Task directions
Go through the material below and state how many lines include "BestScore", giving the number only.

══════════

/// Replace an expired fruit. Dodging toxic fruit is rewarded every
/// `TOXIC_AVOID_TARGET` avoidances; letting edible fruit rot decays the
/// combo instead.
fn expire_fruit(state: &mut GameRuntime, now: f64) {
    if state.fruit.kind == FruitKind::Toxic {
        state.avoided_toxic += 1;
        if state.avoided_toxic % TOXIC_AVOID_TARGET == 0 {
            state.combo_chain += 2;
            state.message = Some(messages::TOXIC_DODGE_BONUS.to_string());
        } else {
            state.message = Some(messages::TOXIC_DODGED.to_string());
        }
    } else {
        state.combo_chain = state.combo_chain.saturating_sub(1);
        state.message = Some(messages::FRUIT_EXPIRED.to_string());
    }
    state.fruit = spawn::spawn_fruit(
        &mut state.rng,
        state.grid_size,
        &state.snake,
        state.power_up_pickup.as_ref(),
        now,
    );
}

/// Apply everything a fruit capture triggers: growth, particles, combo,
/// score, speed level, a possible pickup spawn and the replacement fruit.
fn collect_fruit(state: &mut GameRuntime, now: f64) -> String {
    let kind = state.fruit.kind;
    state.last_fruit_kind = kind;

    let growth = kind.growth();
    if growth >= 0 {
        state.pending_growth += growth;
    } else {
        shrink_snake(state, (-growth) as usize);
    }

    if state.fx_enabled {
        spawn_particles(state, kind);
    }

    if kind == FruitKind::Toxic {
        state.combo_chain = state.combo_chain.saturating_sub(2);
    } else {
        state.combo_chain += 1;
    }
    state.combo_multiplier = compute_combo_multiplier(state, now);

    let speed_bonus = state.speed_level as i32 * 3;
    let delta = ((kind.value() + speed_bonus) as f64 * state.combo_multiplier as f64).round() as i64;
    state.score = (state.score as i64 + delta).max(0) as u32;

    if kind == FruitKind::Toxic {
        state.avoided_toxic = 0;
    }
    state.fruit_counter += 1;
    state.speed_level = (state.fruit_counter / FRUITS_PER_LEVEL).min(MAX_SPEED_LEVEL);

    maybe_spawn_power_up(state, now);
    state.fruit = spawn::spawn_fruit(
        &mut state.rng,
        state.grid_size,
        &state.snake,
        state.power_up_pickup.as_ref(),
        now,
    );

    match kind {
        FruitKind::Golden => messages::GOLDEN_EATEN.to_string(),
        _ => messages::FRUIT_EATEN.to_string(),
    }
}

fn activate_power_up(state: &mut GameRuntime, kind: PowerUpKind, now: f64) -> String {
    state
        .active_power_ups
        .activate(kind, now + kind.duration_ms());
    messages::power_up_line(kind).to_string()
}

fn compute_combo_multiplier(state: &GameRuntime, now: f64) -> u32 {
    let mut multiplier = 1 + state.combo_chain / 4;
    if state.active_power_ups.is_active(PowerUpKind::Speed, now) {
        multiplier += 1;
    }
    multiplier.min(MAX_COMBO_MULTIPLIER)
}

/// Declining spawn chance as the game speeds up; never while a pickup
/// is already on the board.
fn maybe_spawn_power_up(state: &mut GameRuntime, now: f64) {
    if state.power_up_pickup.is_some() {
        return;
    }
    let chance = 0.35 - state.speed_level as f64 * 0.02;
    if state.rng.random::<f64>() < chance {
        state.power_up_pickup = Some(spawn::spawn_power_up(
            &mut state.rng,
            state.grid_size,
            &state.snake,
            state.fruit.position,
            now,
        ));
    }
}

/// Nudge the fruit one cell toward the head along each axis when it is
/// within magnet range. Silently no-ops when the destination cell is a
/// wall or occupied by the body.
fn attract_fruit(state: &mut GameRuntime) {
    let head = state.head();
    let fruit_pos = state.fruit.position;
    let distance = head.manhattan(&fruit_pos);
    if distance > MAGNET_RANGE || distance == 0 {
        return;
    }
    let candidate = Position::new(
        fruit_pos.x + (head.x - fruit_pos.x).signum(),
        fruit_pos.y + (head.y - fruit_pos.y).signum(),
    );
    if candidate.hits_wall(state.grid_size) || state.snake.contains(&candidate) {
        return;
    }
    state.fruit.position = candidate;
}
//! Flux Snake entry point
//!
//! Handles platform-specific initialization and runs the frame loop.
//! The loop repaints every frame and only advances the simulation once
//! the speed controller's interval has elapsed.

#[cfg(target_arch = "wasm32")]
use wasm_bindgen::prelude::*;

#[cfg(target_arch = "wasm32")]
mod wasm_game {
    use std::cell::RefCell;
    use std::rc::Rc;
    use wasm_bindgen::prelude::*;
    use web_sys::{CanvasRenderingContext2d, HtmlCanvasElement, KeyboardEvent, TouchEvent};

    use flux_snake::consts::*;
    use flux_snake::highscores::{self, BestScore};
    use flux_snake::renderer::{Frame, render};
    use flux_snake::settings::Settings;
    use flux_snake::sim::{
        Direction, GameOptions, GameRuntime, GameStatus, compute_speed_interval, step,
    };

    /// Minimum swipe distance in pixels before it counts as a direction
    const SWIPE_THRESHOLD: f64 = 24.0;

    /// Game instance holding all host-side state
    struct Game {
        runtime: GameRuntime,
        frame: Frame,
        ctx: CanvasRenderingContext2d,
        settings: Settings,
        best: u32,
        /// Terminal transition already persisted for this run
        over_handled: bool,
        touch_start: Option<(f64, f64)>,
    }

    impl Game {
        fn new(ctx: CanvasRenderingContext2d, now: f64) -> Self {
            let settings = Settings::load();
            let best = highscores::get_high_score()
                .map(|record| record.score)
                .unwrap_or(0);
            let runtime = Self::bootstrap_runtime(&settings, best, now);
            Self {
                runtime,
                frame: Frame::new(CANVAS_SIZE),
                ctx,
                settings,
                best,
                over_handled: false,
                touch_start: None,
            }
        }

        fn bootstrap_runtime(settings: &Settings, best: u32, now: f64) -> GameRuntime {
            GameRuntime::new(
                GameOptions {
                    best_score: best,
                    fx_enabled: settings.fx_enabled,
                    seed: rand::random(),
                    ..GameOptions::default()
                },
                now,
            )
        }

        fn restart(&mut self, now: f64) {
            self.best = highscores::get_high_score()
                .map(|record| record.score)
                .unwrap_or(self.best);
            self.runtime = Self::bootstrap_runtime(&self.settings, self.best, now);
            self.over_handled = false;
            log::info!("Flux amorcé.");
        }

        /// One animation-loop callback: maybe step, always repaint
        fn frame_tick(&mut self, time: f64) {
            let interval = compute_speed_interval(&self.runtime, time);
            if time - self.runtime.last_tick >= interval {
                let snapshot = step(&mut self.runtime, time);
                if let Some(message) = &snapshot.message {
                    log::info!("{}", message);
                }
                if snapshot.status == GameStatus::Over && !self.over_handled {
                    self.handle_game_over(snapshot.score);
                }
            }
            render(&mut self.frame, &self.runtime);
            self.blit();
        }

        fn handle_game_over(&mut self, score: u32) {
            self.over_handled = true;
            let stored = highscores::get_high_score();
            if BestScore::beaten_by(stored.as_ref(), score) {
                highscores::persist_high_score(score);
                self.best = score;
                self.runtime.best_score = score;
            }
            let played = highscores::bump_games_played();
            log::info!("Run over: score {}, best {}, games played {}", score, self.best, played);
        }

        /// Copy the software frame onto the canvas
        fn blit(&mut self) {
            let size = self.frame.size();
            if let Ok(image) = web_sys::ImageData::new_with_u8_clamped_array_and_sh(
                wasm_bindgen::Clamped(self.frame.data()),
                size,
                size,
            ) {
                let _ = self.ctx.put_image_data(&image, 0.0, 0.0);
            }
        }

        fn key_down(&mut self, event: &KeyboardEvent, now: f64) {
            let key = event.key();
            match key.as_str() {
                "p" | "P" => {
                    event.prevent_default();
                    self.runtime.toggle_pause();
                    return;
                }
                " " => {
                    if self.runtime.status == GameStatus::Over {
                        event.prevent_default();
                        self.restart(now);
                    }
                    return;
                }
                _ => {}
            }
            if let Some(direction) = map_key(&key) {
                event.prevent_default();
                self.runtime.queue_direction(direction);
            }
        }

        fn on_touch_start(&mut self, event: &TouchEvent) {
            if let Some(touch) = event.touches().get(0) {
                self.touch_start = Some((touch.client_x() as f64, touch.client_y() as f64));
            }
        }

        fn on_touch_end(&mut self, event: &TouchEvent) {
            let Some((start_x, start_y)) = self.touch_start.take() else {
                return;
            };
            let Some(touch) = event.changed_touches().get(0) else {
                return;
            };
            let dx = touch.client_x() as f64 - start_x;
            let dy = touch.client_y() as f64 - start_y;
            if dx.abs().max(dy.abs()) < SWIPE_THRESHOLD {
                return;
            }
            let direction = if dx.abs() > dy.abs() {
                if dx > 0.0 { Direction::Right } else { Direction::Left }
            } else if dy > 0.0 {
                Direction::Down
            } else {
                Direction::Up
            };
            self.runtime.queue_direction(direction);
        }
    }

    /// Arrows plus WASD and ZQSD (AZERTY)
    fn map_key(key: &str) -> Option<Direction> {
        match key {
            "ArrowUp" | "w" | "W" | "z" | "Z" => Some(Direction::Up),
            "ArrowDown" | "s" | "S" => Some(Direction::Down),
            "ArrowLeft" | "a" | "A" | "q" | "Q" => Some(Direction::Left),
            "ArrowRight" | "d" | "D" => Some(Direction::Right),
            _ => None,
        }
    }

    fn now_ms() -> f64 {
        web_sys::window()
            .and_then(|w| w.performance())
            .map(|p| p.now())
            .unwrap_or_else(js_sys::Date::now)
    }

    fn request_animation_frame(callback: &Closure<dyn FnMut(f64)>) {
        web_sys::window()
            .expect("no window")
            .request_animation_frame(callback.as_ref().unchecked_ref())
            .expect("requestAnimationFrame failed");
    }

    pub fn run() -> Result<(), JsValue> {
        console_error_panic_hook::set_once();
        console_log::init_with_level(log::Level::Info).map_err(|e| JsValue::from_str(&e.to_string()))?;

        let window = web_sys::window().expect("no window");
        let document = window.document().expect("no document");
        let canvas: HtmlCanvasElement = document
            .get_element_by_id("canvas")
            .expect("missing #canvas element")
            .dyn_into()?;
        canvas.set_width(CANVAS_SIZE);
        canvas.set_height(CANVAS_SIZE);
        let ctx: CanvasRenderingContext2d = canvas
            .get_context("2d")?
            .expect("2d context unavailable")
            .dyn_into()?;

        let game = Rc::new(RefCell::new(Game::new(ctx, now_ms())));

        // Keyboard input
        {
            let game = game.clone();
            let closure = Closure::<dyn FnMut(KeyboardEvent)>::new(move |event: KeyboardEvent| {
                game.borrow_mut().key_down(&event, now_ms());
            });
            document.add_event_listener_with_callback("keydown", closure.as_ref().unchecked_ref())?;
            closure.forget();
        }

        // Touch swipe input
        {
            let game = game.clone();
            let closure = Closure::<dyn FnMut(TouchEvent)>::new(move |event: TouchEvent| {
                game.borrow_mut().on_touch_start(&event);
            });
            canvas.add_event_listener_with_callback("touchstart", closure.as_ref().unchecked_ref())?;
            closure.forget();
        }
        {
            let game = game.clone();
            let closure = Closure::<dyn FnMut(TouchEvent)>::new(move |event: TouchEvent| {
                game.borrow_mut().on_touch_end(&event);
            });
            canvas.add_event_listener_with_callback("touchend", closure.as_ref().unchecked_ref())?;
            closure.forget();
        }

        // Animation loop: repaint every frame, step when the interval is due
        let callback: Rc<RefCell<Option<Closure<dyn FnMut(f64)>>>> = Rc::new(RefCell::new(None));
        let starter = callback.clone();
        *starter.borrow_mut() = Some(Closure::new(move |time: f64| {
            game.borrow_mut().frame_tick(time);
            request_animation_frame(callback.borrow().as_ref().expect("loop closure"));
        }));
        request_animation_frame(starter.borrow().as_ref().expect("loop closure"));

        Ok(())
    }
}

#[cfg(target_arch = "wasm32")]
#[wasm_bindgen(start)]
pub fn start() -> Result<(), JsValue> {
    wasm_game::run()
}

#[cfg(target_arch = "wasm32")]
fn main() {
    // WASM entry point is start, this is just to satisfy the compiler
}

/// Native build: headless autopilot run for profiling and smoke tests.
/// The policy greedily chases the fruit while refusing stepping into a
/// wall or its own body.
#[cfg(not(target_arch = "wasm32"))]
fn main() {
    use flux_snake::sim::{
        Direction, GameOptions, GameRuntime, GameStatus, Position, compute_speed_interval, step,
    };

    env_logger::Builder::from_env(env_logger::Env::default().default_filter_or("info")).init();

    let max_ticks: u64 = std::env::args()
        .skip_while(|arg| arg != "--ticks")
        .nth(1)
        .and_then(|value| value.parse().ok())
        .unwrap_or(2000);

    let seed: u64 = rand::random();
    let mut runtime = GameRuntime::new(
        GameOptions {
            seed,
            ..GameOptions::default()
        },
        0.0,
    );
    log::info!("Autopilot run, seed {seed}, up to {max_ticks} ticks");

    fn survives(runtime: &GameRuntime, direction: Direction) -> bool {
        let next = direction.advance(runtime.head());
        !next.hits_wall(runtime.grid_size) && !runtime.snake.contains(&next)
    }

    fn pick_direction(runtime: &GameRuntime) -> Direction {
        let head = runtime.head();
        let fruit: Position = runtime.fruit.position;
        let mut candidates = [
            Direction::Up,
            Direction::Down,
            Direction::Left,
            Direction::Right,
        ];
        candidates.sort_by_key(|d| d.advance(head).manhattan(&fruit));
        candidates
            .into_iter()
            .filter(|d| *d != runtime.direction.opposite())
            .find(|d| survives(runtime, *d))
            .unwrap_or(runtime.direction)
    }

    let mut now = 0.0;
    for tick in 0..max_ticks {
        runtime.queue_direction(pick_direction(&runtime));
        now += compute_speed_interval(&runtime, now);
        let snapshot = step(&mut runtime, now);
        if let Some(message) = &snapshot.message {
            log::debug!("tick {tick}: {message}");
        }
        if snapshot.status != GameStatus::Running {
            break;
        }
    }

    log::info!(
        "Finished: status {:?}, score {}, length {}, speed level {}",
        runtime.status,
        runtime.score,
        runtime.snake.len(),
        runtime.speed_level
    );
}
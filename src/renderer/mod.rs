//! Software 2D renderer
//!
//! Pure function of (frame, runtime): paints one snapshot of the
//! simulation, never mutates it, and performs no I/O. The host decides
//! how the resulting pixels reach the screen.
//!
//! Z-order: background gradient, grid lines, fruit, power-up badge,
//! snake tail to head, particles (fx only).

pub mod frame;
pub mod shapes;

pub use frame::{Frame, Rgba};

use crate::sim::{Fruit, FruitKind, GameRuntime, Particle, PowerUpKind, PowerUpPickup};

const BACKGROUND_TOP: Rgba = Rgba::opaque(3, 7, 18);
const BACKGROUND_BOTTOM: Rgba = Rgba::opaque(5, 15, 31);
const GRID_LINE: Rgba = Rgba::new(94, 234, 212, 20);
const SNAKE_BODY: Rgba = Rgba::opaque(94, 234, 212);
const BADGE_INK: Rgba = Rgba::opaque(5, 11, 19);

fn fruit_color(kind: FruitKind) -> Rgba {
    match kind {
        FruitKind::Normal => Rgba::opaque(59, 242, 165),
        FruitKind::Golden => Rgba::opaque(250, 204, 21),
        FruitKind::Toxic => Rgba::opaque(192, 132, 252),
    }
}

fn power_up_color(kind: PowerUpKind) -> Rgba {
    match kind {
        PowerUpKind::Slowmo => Rgba::opaque(56, 189, 248),
        PowerUpKind::Speed => Rgba::opaque(251, 146, 60),
        PowerUpKind::Magnet => Rgba::opaque(244, 114, 182),
        PowerUpKind::Ghost => Rgba::opaque(167, 139, 250),
    }
}

fn badge_glyph(kind: PowerUpKind) -> char {
    match kind {
        PowerUpKind::Slowmo => 'S',
        PowerUpKind::Speed => 'V',
        PowerUpKind::Magnet => 'M',
        PowerUpKind::Ghost => 'G',
    }
}

/// Paint the runtime onto the frame. Cell size derives from the frame
/// edge, so any square surface works.
pub fn render(frame: &mut Frame, state: &GameRuntime) {
    let size = frame.size() as f32;
    let cell = size / state.grid_size as f32;

    draw_background(frame);
    draw_grid_lines(frame, state.grid_size, cell);
    draw_fruit(frame, &state.fruit, cell);
    if let Some(pickup) = &state.power_up_pickup {
        draw_pickup(frame, pickup, cell);
    }
    draw_snake(frame, state, cell);
    if state.fx_enabled {
        draw_particles(frame, &state.particles, cell);
    }
}

/// Diagonal two-stop gradient, top-left to bottom-right
fn draw_background(frame: &mut Frame) {
    let size = frame.size();
    let span = (2 * (size - 1)).max(1) as f32;
    for y in 0..size {
        for x in 0..size {
            let t = (x + y) as f32 / span;
            let lerp = |a: u8, b: u8| (a as f32 + (b as f32 - a as f32) * t) as u8;
            frame.blend(
                x as i32,
                y as i32,
                Rgba::opaque(
                    lerp(BACKGROUND_TOP.r, BACKGROUND_BOTTOM.r),
                    lerp(BACKGROUND_TOP.g, BACKGROUND_BOTTOM.g),
                    lerp(BACKGROUND_TOP.b, BACKGROUND_BOTTOM.b),
                ),
            );
        }
    }
}

fn draw_grid_lines(frame: &mut Frame, grid_size: i32, cell: f32) {
    let edge = frame.size() as i32;
    for i in 0..=grid_size {
        let offset = (i as f32 * cell).round() as i32;
        for p in 0..edge {
            frame.blend(offset.min(edge - 1), p, GRID_LINE);
            frame.blend(p, offset.min(edge - 1), GRID_LINE);
        }
    }
}

fn draw_fruit(frame: &mut Frame, fruit: &Fruit, cell: f32) {
    let color = fruit_color(fruit.kind);
    let cx = fruit.position.x as f32 * cell + cell / 2.0;
    let cy = fruit.position.y as f32 * cell + cell / 2.0;
    shapes::glow(frame, cx, cy, cell * 1.3, color.with_alpha(90));

    let padding = cell * 0.15;
    shapes::fill_rounded_rect(
        frame,
        fruit.position.x as f32 * cell + padding,
        fruit.position.y as f32 * cell + padding,
        cell - padding * 2.0,
        cell - padding * 2.0,
        6.0,
        color,
    );
}

/// Circular badge with the type glyph punched in dark ink
fn draw_pickup(frame: &mut Frame, pickup: &PowerUpPickup, cell: f32) {
    let color = power_up_color(pickup.kind);
    let cx = pickup.position.x as f32 * cell + cell / 2.0;
    let cy = pickup.position.y as f32 * cell + cell / 2.0;
    let radius = cell * 0.9 / 2.0;
    shapes::fill_circle(frame, cx, cy, radius, color.with_alpha(136));

    let scale = ((cell * 0.35 / 7.0).round() as i32).max(1);
    let (gw, gh) = shapes::glyph_extent(scale);
    shapes::draw_glyph(
        frame,
        badge_glyph(pickup.kind),
        cx as i32 - gw / 2,
        cy as i32 - gh / 2,
        scale,
        BADGE_INK,
    );
}

fn draw_snake(frame: &mut Frame, state: &GameRuntime, cell: f32) {
    let len = state.snake.len();
    // Tail first so the head's glow lands on top
    for (index, segment) in state.snake.iter().enumerate().rev() {
        let head = index == 0;
        let intensity = 1.0 - index as f32 / (len + 5) as f32;
        let cx = segment.x as f32 * cell + cell / 2.0;
        let cy = segment.y as f32 * cell + cell / 2.0;

        shapes::glow(
            frame,
            cx,
            cy,
            if head { cell * 1.1 } else { cell * 0.55 },
            SNAKE_BODY.with_alpha(70),
        );

        let padding = if head { cell * 0.1 } else { cell * 0.18 };
        shapes::fill_rounded_rect(
            frame,
            segment.x as f32 * cell + padding,
            segment.y as f32 * cell + padding,
            cell - padding * 2.0,
            cell - padding * 2.0,
            6.0,
            SNAKE_BODY.faded(0.85 * intensity),
        );
    }
}

/// Opacity and radius both scale linearly with remaining life fraction
fn draw_particles(frame: &mut Frame, particles: &[Particle], cell: f32) {
    for particle in particles {
        let life_fraction = particle.life as f32 / particle.max_life as f32;
        let color = fruit_color(particle.kind).faded(0.85 * life_fraction);
        let radius = (cell * 0.15 * life_fraction).max(1.0);
        shapes::fill_circle(
            frame,
            particle.pos.x * cell + cell / 2.0,
            particle.pos.y * cell + cell / 2.0,
            radius,
            color,
        );
    }
}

══════════

Solution to the problem
2